┌──
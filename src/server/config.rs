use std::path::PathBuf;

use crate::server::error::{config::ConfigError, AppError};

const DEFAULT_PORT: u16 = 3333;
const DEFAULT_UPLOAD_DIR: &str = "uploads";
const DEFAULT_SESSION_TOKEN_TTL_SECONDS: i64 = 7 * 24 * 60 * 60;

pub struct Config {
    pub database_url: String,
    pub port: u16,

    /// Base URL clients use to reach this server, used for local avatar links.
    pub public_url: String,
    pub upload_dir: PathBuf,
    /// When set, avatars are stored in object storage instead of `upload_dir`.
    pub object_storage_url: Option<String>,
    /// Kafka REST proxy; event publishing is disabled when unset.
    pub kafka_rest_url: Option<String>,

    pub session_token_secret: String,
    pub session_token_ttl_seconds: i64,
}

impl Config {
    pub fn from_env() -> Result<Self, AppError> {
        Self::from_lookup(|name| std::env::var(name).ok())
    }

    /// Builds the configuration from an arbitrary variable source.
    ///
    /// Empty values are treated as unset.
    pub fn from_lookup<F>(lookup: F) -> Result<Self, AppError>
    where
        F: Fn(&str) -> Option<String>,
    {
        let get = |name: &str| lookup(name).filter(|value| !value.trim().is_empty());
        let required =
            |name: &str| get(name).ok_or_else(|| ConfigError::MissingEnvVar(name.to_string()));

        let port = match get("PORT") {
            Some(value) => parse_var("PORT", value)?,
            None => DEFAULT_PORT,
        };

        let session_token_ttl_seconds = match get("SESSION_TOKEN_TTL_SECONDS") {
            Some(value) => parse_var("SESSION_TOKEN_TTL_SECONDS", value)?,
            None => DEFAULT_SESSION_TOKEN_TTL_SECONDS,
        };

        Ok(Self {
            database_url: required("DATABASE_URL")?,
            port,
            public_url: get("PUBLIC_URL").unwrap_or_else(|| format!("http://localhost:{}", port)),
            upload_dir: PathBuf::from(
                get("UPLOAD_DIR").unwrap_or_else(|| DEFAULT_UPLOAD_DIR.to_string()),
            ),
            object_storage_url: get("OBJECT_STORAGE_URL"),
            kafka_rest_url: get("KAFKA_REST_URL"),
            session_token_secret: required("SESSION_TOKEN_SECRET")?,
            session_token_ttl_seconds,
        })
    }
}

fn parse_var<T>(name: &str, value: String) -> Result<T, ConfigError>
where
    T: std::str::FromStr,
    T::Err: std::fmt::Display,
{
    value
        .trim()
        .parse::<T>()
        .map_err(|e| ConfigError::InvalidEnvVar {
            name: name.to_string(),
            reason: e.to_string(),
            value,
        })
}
└──
┌──
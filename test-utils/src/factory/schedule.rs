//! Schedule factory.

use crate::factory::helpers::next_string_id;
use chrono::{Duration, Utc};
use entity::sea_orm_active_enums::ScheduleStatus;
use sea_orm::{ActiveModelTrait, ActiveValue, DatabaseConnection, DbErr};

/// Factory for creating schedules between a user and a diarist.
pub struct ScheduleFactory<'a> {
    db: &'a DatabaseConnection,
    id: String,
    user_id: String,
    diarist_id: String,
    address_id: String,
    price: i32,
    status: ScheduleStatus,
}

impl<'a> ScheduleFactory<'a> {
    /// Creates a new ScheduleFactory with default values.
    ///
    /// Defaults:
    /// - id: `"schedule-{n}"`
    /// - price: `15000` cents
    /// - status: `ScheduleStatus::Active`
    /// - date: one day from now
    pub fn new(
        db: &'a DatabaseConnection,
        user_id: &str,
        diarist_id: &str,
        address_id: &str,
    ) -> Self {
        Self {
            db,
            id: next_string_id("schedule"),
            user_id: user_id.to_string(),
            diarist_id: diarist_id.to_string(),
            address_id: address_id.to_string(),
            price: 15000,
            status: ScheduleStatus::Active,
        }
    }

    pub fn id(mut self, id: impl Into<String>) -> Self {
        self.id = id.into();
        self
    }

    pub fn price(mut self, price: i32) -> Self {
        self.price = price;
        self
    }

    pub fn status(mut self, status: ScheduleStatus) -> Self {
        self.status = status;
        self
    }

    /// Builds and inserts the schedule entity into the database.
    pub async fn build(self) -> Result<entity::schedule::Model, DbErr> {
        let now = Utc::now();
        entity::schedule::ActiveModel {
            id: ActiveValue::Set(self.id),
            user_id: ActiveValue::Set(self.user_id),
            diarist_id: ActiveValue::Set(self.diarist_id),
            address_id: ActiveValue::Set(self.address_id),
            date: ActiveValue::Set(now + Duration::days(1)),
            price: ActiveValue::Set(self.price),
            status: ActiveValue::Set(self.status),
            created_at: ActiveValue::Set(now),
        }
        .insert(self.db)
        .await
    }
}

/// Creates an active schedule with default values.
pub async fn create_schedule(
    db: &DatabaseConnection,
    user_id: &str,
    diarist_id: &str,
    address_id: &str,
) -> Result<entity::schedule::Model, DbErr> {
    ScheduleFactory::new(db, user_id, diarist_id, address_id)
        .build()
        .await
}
└──
- [EXERCISE AIM] The lines above that hold the word "Option" are the ones to copy.

- [ANSWER TO THE PROBLEM]
    pub object_storage_url: Option<String>,
    pub kafka_rest_url: Option<String>,
        F: Fn(&str) -> Option<String>,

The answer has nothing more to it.